The Homeowners argue that the breach of fiduciary duty occurred when The Peninsula's developer, which controlled both the homeowner's association and PIM, agreed to the terms of the PCA-PIM Agreement. They claim that this transaction, allegedly permitting PIM to capture an additional $31.05 per month from the lot owners in The Peninsula, permits the fiduciary duties owed by PCA to the lot owners to be imputed to PIM. The Court agrees. As alleged, the developer was the controller of the association which would owe duties to its members, the lot owners, including the Homeowners. The developer caused the incorporation of PIM, and PIM, as an affiliate of the controller, entered the PCA-PIM Agreement with PCA, an entity to whom the developers owed fiduciary duties. Thus, fiduciary duties may be imputed to PIM.
However, the question remains whether REDUS, or Wells Fargo, could be held responsible under some theory of successor liability. They argue that Barbieri precludes such a result. However, the case does not appear to answer the question of whether another entity can "step into the shoes" of an entity which may have breached its fiduciary duties, continue profiting from the breach, and yet avoid liability for that earlier breach.
Thus, various questions important to the Homeowners' theory of the case have not been addressed. These questions might include the effect of the foreclosure sale on whether the imputed fiduciary duty claim may be brought against REDUS or Wells Fargo, whether some theory of successor liability might cause REDUS or Wells Fargo to be responsible for PIM's alleged breach, and whether the fact that the Homeowners were not members of the homeowner's association at the time the PCA-PIM Agreement was signed has any impact on the scope of the original fiduciary duties owed to them. REDUS and Wells Fargo have not made arguments based upon any of these grounds to which the Homeowners would be entitled to respond. Thus, although the fiduciary duty claim may fail for other reasons, REDUS and Wells Fargo have not moved the Court on those grounds and the claim survives.
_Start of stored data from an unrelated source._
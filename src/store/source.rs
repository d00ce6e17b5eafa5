//! Entity sources and their raw record shape.
//!
//! A source is one override layer (a campaign file, a GM's notes, an import)
//! with a declared primacy. Records inside a source are decoded one by one so
//! a single malformed record is logged and skipped instead of failing the
//! whole source.

use std::collections::BTreeMap;
use std::path::Path;

use serde::{Deserialize, Serialize};

use crate::entity::{Entity, EntityKind, HistoryKind};
use crate::error::{SourceError, ValidationError};
use crate::time::TemporalValue;

/// A raw attribute value: bare text or text with textual validity bounds.
#[derive(Debug, Clone, PartialEq, Eq, Serialize, Deserialize)]
#[serde(untagged)]
pub enum RawValue {
    /// Bare text, valid at every date.
    Text(String),
    /// Text with optional `from`/`to` bounds.
    Dated {
        /// The text.
        value: String,
        /// First valid date, `YYYY[-MM[-DD]]`.
        #[serde(default, alias = "od")]
        from: Option<String>,
        /// Last valid date, `YYYY[-MM[-DD]]`.
        #[serde(default, alias = "do")]
        to: Option<String>,
    },
}

impl RawValue {
    /// Converts into a temporal value; malformed bounds yield plain text.
    #[must_use]
    pub fn into_temporal(self) -> TemporalValue {
        match self {
            Self::Text(text) => TemporalValue::plain(text),
            Self::Dated { value, from, to } => {
                TemporalValue::parse(value, from.as_deref(), to.as_deref())
            }
        }
    }
}

/// Persisted shape of an entity record as delivered by the parsing collaborator.
#[derive(Debug, Clone, PartialEq, Eq, Serialize, Deserialize)]
pub struct EntityRecord {
    /// Canonical name.
    #[serde(alias = "nazwa")]
    pub name: String,

    /// Type label, parsed into an entity kind.
    #[serde(rename = "type", alias = "typ_encji")]
    pub kind: String,

    /// Alias values.
    #[serde(default, alias = "aliasy")]
    pub aliases: Vec<RawValue>,
    /// Location values.
    #[serde(default, alias = "lokacja")]
    pub location: Vec<RawValue>,
    /// Group values.
    #[serde(default, alias = "grupa")]
    pub group: Vec<RawValue>,
    /// Owner values.
    #[serde(default, alias = "wlasciciel")]
    pub owner: Vec<RawValue>,
    /// Status values.
    #[serde(default)]
    pub status: Vec<RawValue>,
    /// Door target values.
    #[serde(default, alias = "drzwi")]
    pub door: Vec<RawValue>,
    /// Subtype values.
    #[serde(default, alias = "typ")]
    pub types: Vec<RawValue>,
    /// Quantity values.
    #[serde(default, alias = "ilosc")]
    pub quantity: Vec<RawValue>,

    /// Untimed category labels.
    #[serde(default, alias = "nazwy_ogolne")]
    pub generic_names: Vec<String>,

    /// Tags without a typed history.
    #[serde(default)]
    pub overrides: BTreeMap<String, Vec<RawValue>>,
}

impl EntityRecord {
    /// Converts the raw record into an entity.
    ///
    /// # Errors
    ///
    /// Returns `ValidationError::EmptyEntityName` for a blank name and
    /// `ValidationError::UnknownEntityKind` for an unrecognised kind.
    pub fn into_entity(self) -> Result<Entity, ValidationError> {
        let name = self.name.trim().to_string();
        if name.is_empty() {
            return Err(ValidationError::EmptyEntityName);
        }
        let kind: EntityKind = self
            .kind
            .parse()
            .map_err(|_| ValidationError::UnknownEntityKind { value: self.kind.clone() })?;

        let mut entity = Entity::new(name, kind);
        let typed = [
            (HistoryKind::Alias, self.aliases),
            (HistoryKind::Location, self.location),
            (HistoryKind::Group, self.group),
            (HistoryKind::Owner, self.owner),
            (HistoryKind::Status, self.status),
            (HistoryKind::Door, self.door),
            (HistoryKind::Type, self.types),
            (HistoryKind::Quantity, self.quantity),
        ];
        for (history, values) in typed {
            for value in values {
                entity.push_history(history, value.into_temporal());
            }
        }
        for generic in self.generic_names {
            entity = entity.with_generic_name(generic);
        }
        for (tag, values) in self.overrides {
            for value in values {
                entity.push_override(tag.clone(), value.into_temporal());
            }
        }
        Ok(entity)
    }
}

/// Contents of a source before parsing.
#[derive(Debug, Clone)]
pub enum SourcePayload {
    /// A JSON array of [`EntityRecord`]s.
    Json(String),
    /// Entities already decoded by the caller.
    Entities(Vec<Entity>),
}

/// One entity source with its primacy.
///
/// Sources are applied in ascending primacy; among equal primacies, in the
/// order they were declared. Later-applied sources win wherever the history
/// tie-break ("last recorded wins") decides.
#[derive(Debug, Clone)]
pub struct EntitySource {
    /// Source name used in diagnostics.
    pub name: String,
    /// Merge precedence; higher values are applied later.
    pub primacy: i32,
    /// The records.
    pub payload: SourcePayload,
}

impl EntitySource {
    /// A source backed by a JSON array of records.
    #[must_use]
    pub fn json(name: impl Into<String>, primacy: i32, json: impl Into<String>) -> Self {
        Self {
            name: name.into(),
            primacy,
            payload: SourcePayload::Json(json.into()),
        }
    }

    /// A source of already decoded entities.
    #[must_use]
    pub fn entities(name: impl Into<String>, primacy: i32, entities: Vec<Entity>) -> Self {
        Self {
            name: name.into(),
            primacy,
            payload: SourcePayload::Entities(entities),
        }
    }

    /// Reads a JSON source from disk.
    ///
    /// # Errors
    ///
    /// Returns `SourceError::Io` if the file cannot be read.
    pub fn from_path(name: impl Into<String>, primacy: i32, path: &Path) -> Result<Self, SourceError> {
        let json = std::fs::read_to_string(path).map_err(|e| SourceError::Io {
            path: path.display().to_string(),
            message: e.to_string(),
        })?;
        Ok(Self::json(name, primacy, json))
    }

    /// Decodes the source into entities.
    ///
    /// Individual records that fail to decode are logged and skipped.
    ///
    /// # Errors
    ///
    /// Returns `SourceError::Decode` if a JSON payload is not an array.
    pub fn parse(&self) -> Result<Vec<Entity>, SourceError> {
        let raw: Vec<serde_json::Value> = match &self.payload {
            SourcePayload::Entities(entities) => {
                return Ok(entities
                    .iter()
                    .cloned()
                    .map(|mut e| {
                        e.rekey();
                        e
                    })
                    .collect());
            }
            SourcePayload::Json(json) => {
                serde_json::from_str(json).map_err(|e| SourceError::Decode {
                    source_name: self.name.clone(),
                    message: e.to_string(),
                })?
            }
        };

        let mut out = Vec::with_capacity(raw.len());
        for (position, value) in raw.into_iter().enumerate() {
            let record: EntityRecord = match serde_json::from_value(value) {
                Ok(record) => record,
                Err(err) => {
                    tracing::warn!(source = %self.name, position, error = %err, "skipping undecodable entity record");
                    continue;
                }
            };
            match record.into_entity() {
                Ok(entity) => out.push(entity),
                Err(err) => {
                    tracing::warn!(source = %self.name, position, error = %err, "skipping invalid entity record");
                }
            }
        }
        Ok(out)
    }
}
//! BK-tree over index keys.
//!
//! Each node's children are keyed by their distance to the node. A search at
//! threshold `t` that measures distance `d` at a node only needs to descend
//! into children whose edge distance lies in `[d - t, d + t]`; the triangle
//! inequality rules out every other subtree.

use std::collections::BTreeMap;

use crate::search::metric::{Levenshtein, Metric};

#[derive(Debug, Clone)]
struct Node {
    key: String,
    children: BTreeMap<usize, usize>,
}

/// A key found within the search threshold.
#[derive(Debug, Clone, Copy, PartialEq, Eq, Hash)]
pub struct SearchHit<'a> {
    /// The stored key.
    pub key: &'a str,
    /// Distance from the query.
    pub distance: usize,
}

/// Metric tree supporting bounded edit-distance queries.
///
/// Nodes live in an arena and are visited with an explicit stack, so neither
/// insertion nor search recurses.
///
/// # Examples
///
/// ```
/// use kronika::search::BkTree;
///
/// let tree: BkTree = ["enroth", "erathia", "deyja"].into_iter().collect();
/// let hits = tree.search("erathya", 1);
/// assert_eq!(hits.len(), 1);
/// assert_eq!(hits[0].key, "erathia");
/// ```
#[derive(Debug, Clone)]
pub struct BkTree<M: Metric = Levenshtein> {
    nodes: Vec<Node>,
    metric: M,
}

impl BkTree<Levenshtein> {
    /// Creates an empty tree using Levenshtein distance.
    #[must_use]
    pub fn new() -> Self {
        Self::with_metric(Levenshtein)
    }
}

impl Default for BkTree<Levenshtein> {
    fn default() -> Self {
        Self::new()
    }
}

impl<M: Metric> BkTree<M> {
    /// Creates an empty tree over a custom metric.
    #[must_use]
    pub const fn with_metric(metric: M) -> Self {
        Self {
            nodes: Vec::new(),
            metric,
        }
    }

    /// Inserts a key; returns false if it was already present.
    pub fn insert(&mut self, key: impl Into<String>) -> bool {
        let key = key.into();
        if self.nodes.is_empty() {
            self.nodes.push(Node {
                key,
                children: BTreeMap::new(),
            });
            return true;
        }

        let mut current = 0;
        loop {
            let distance = self.metric.distance(&self.nodes[current].key, &key);
            if distance == 0 {
                return false;
            }
            match self.nodes[current].children.get(&distance) {
                Some(&child) => current = child,
                None => {
                    let idx = self.nodes.len();
                    self.nodes.push(Node {
                        key,
                        children: BTreeMap::new(),
                    });
                    self.nodes[current].children.insert(distance, idx);
                    return true;
                }
            }
        }
    }

    /// Returns every key within `threshold` of `query`.
    ///
    /// Hits come in traversal order, which is deterministic for a given
    /// insertion order.
    #[must_use]
    pub fn search(&self, query: &str, threshold: usize) -> Vec<SearchHit<'_>> {
        let mut hits = Vec::new();
        if self.nodes.is_empty() {
            return hits;
        }

        let mut stack = vec![0usize];
        while let Some(idx) = stack.pop() {
            let node = &self.nodes[idx];
            let distance = self.metric.distance(query, &node.key);
            if distance <= threshold {
                hits.push(SearchHit {
                    key: &node.key,
                    distance,
                });
            }
            let lo = distance.saturating_sub(threshold);
            let hi = distance + threshold;
            // Reversed so the nearest band is popped first.
            for (_, &child) in node.children.range(lo..=hi).rev() {
                stack.push(child);
            }
        }
        hits
    }

    /// Returns true if `key` is stored in the tree.
    #[must_use]
    pub fn contains(&self, key: &str) -> bool {
        self.search(key, 0).iter().any(|hit| hit.key == key)
    }

    /// Number of stored keys.
    #[must_use]
    pub fn len(&self) -> usize {
        self.nodes.len()
    }

    /// Returns true if the tree holds no keys.
    #[must_use]
    pub fn is_empty(&self) -> bool {
        self.nodes.is_empty()
    }

    /// Iterates over stored keys in insertion order.
    pub fn keys(&self) -> impl Iterator<Item = &str> {
        self.nodes.iter().map(|n| n.key.as_str())
    }
}

impl<S: Into<String>> FromIterator<S> for BkTree<Levenshtein> {
    fn from_iter<I: IntoIterator<Item = S>>(iter: I) -> Self {
        let mut tree = Self::new();
        for key in iter {
            tree.insert(key);
        }
        tree
    }
}

/// Brute-force reference: every key within `threshold` of `query`.
#[must_use]
pub fn linear_scan<'a, M: Metric>(
    keys: impl IntoIterator<Item = &'a str>,
    query: &str,
    threshold: usize,
    metric: &M,
) -> Vec<SearchHit<'a>> {
    keys.into_iter()
        .filter_map(|key| {
            let distance = metric.distance(query, key);
            (distance <= threshold).then_some(SearchHit { key, distance })
        })
        .collect()
}

#[cfg(test)]
mod tests {
    use std::collections::BTreeSet;

    use proptest::prelude::*;

    use super::*;

    fn key_set(hits: &[SearchHit<'_>]) -> BTreeSet<(String, usize)> {
        hits.iter().map(|h| (h.key.to_string(), h.distance)).collect()
    }

    #[test]
    fn test_empty_tree() {
        let tree = BkTree::new();
        assert!(tree.is_empty());
        assert!(tree.search("enroth", 3).is_empty());
    }

    #[test]
    fn test_insert_rejects_duplicates() {
        let mut tree = BkTree::new();
        assert!(tree.insert("enroth"));
        assert!(tree.insert("erathia"));
        assert!(!tree.insert("enroth"));
        assert_eq!(tree.len(), 2);
        assert!(tree.contains("erathia"));
        assert!(!tree.contains("eratia"));
    }

    #[test]
    fn test_search_returns_all_matches() {
        let tree: BkTree = ["xeron", "xeron demonlord", "xerox", "zenon", "deyja"]
            .into_iter()
            .collect();
        let hits = tree.search("xeron", 1);
        let keys: BTreeSet<_> = hits.iter().map(|h| h.key).collect();
        assert_eq!(keys, BTreeSet::from(["xeron", "xerox"]));
    }

    #[test]
    fn test_search_threshold_zero_is_exact() {
        let tree: BkTree = ["bracada", "bracadzie"].into_iter().collect();
        let hits = tree.search("bracada", 0);
        assert_eq!(hits, vec![SearchHit { key: "bracada", distance: 0 }]);
    }

    #[test]
    fn test_matches_linear_scan_on_fixed_set() {
        let keys = [
            "enroth", "erathia", "antagarich", "steadwick", "harmondale", "deyja", "bracada",
            "nighon", "tatalia", "krewlod", "avlee",
        ];
        let tree: BkTree = keys.into_iter().collect();
        for query in ["eroth", "stedwik", "bracadzie", "x", "tatalja"] {
            for threshold in 0..4 {
                let from_tree = key_set(&tree.search(query, threshold));
                let from_scan = key_set(&linear_scan(keys, query, threshold, &Levenshtein));
                assert_eq!(from_tree, from_scan, "query={query} threshold={threshold}");
            }
        }
    }

    proptest! {
        #[test]
        fn search_equals_linear_scan(
            keys in prop::collection::vec("[abcdeł]{0,7}", 0..40),
            query in "[abcdeł]{0,7}",
            threshold in 0usize..4,
        ) {
            let tree: BkTree = keys.iter().cloned().collect();
            let mut unique: Vec<&str> = Vec::new();
            for key in &keys {
                if !unique.contains(&key.as_str()) {
                    unique.push(key);
                }
            }
            let from_tree = key_set(&tree.search(&query, threshold));
            let from_scan = key_set(&linear_scan(unique, &query, threshold, &Levenshtein));
            prop_assert_eq!(from_tree, from_scan);
        }
    }
}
C. Unlawful Contract and Void Against Public Policy Arguments
REDUS and Wells Fargo contend that the Homeowners have failed to identify how the PIM-PCA Agreement is unlawful or void against public policy. Delaware courts are averse to invalidating agreements on these grounds:
When parties have ordered their affairs voluntarily through a binding contract, Delaware law is strongly inclined to respect their agreement, and will only interfere upon a strong showing that dishonoring the contract is required to vindicate a public policy interest even stronger than freedom of contract. Such public policy interests are not to be lightly found, as the wealth-creating and peace-inducing effects of civil contracts are undercut if citizens cannot rely on the law to enforce their voluntarily-undertaken mutual obligations.
REDUS and Wells Fargo argue that the Federal Communication Commission ("FCC") has authority over such bulk billing arrangements and point to a report stating that such bulk billing arrangements are permissible. And, although the Homeowners correctly assert that the FCC was somewhat troubled by bulk billing arrangements which were "sweetheart deals, " the risk of such deals did not cause the FCC to determine that such billing arrangements were impermissible. The Homeowners note that the FCC explained that remedies at state law may allow for rescission of such problematic arrangements. The FCC specifically referred to a collection of state statutes addressing these concerns; however, this list did not identify any Delaware law providing a remedy. The Homeowners fail to identify independently such a policy pronouncement. "The Court will not condemn a contract as a violation of public policy unless the contract clearly contradicts public policy as declared by the legislature, " and thus valid grounds for invalidating the agreement have not been asserted.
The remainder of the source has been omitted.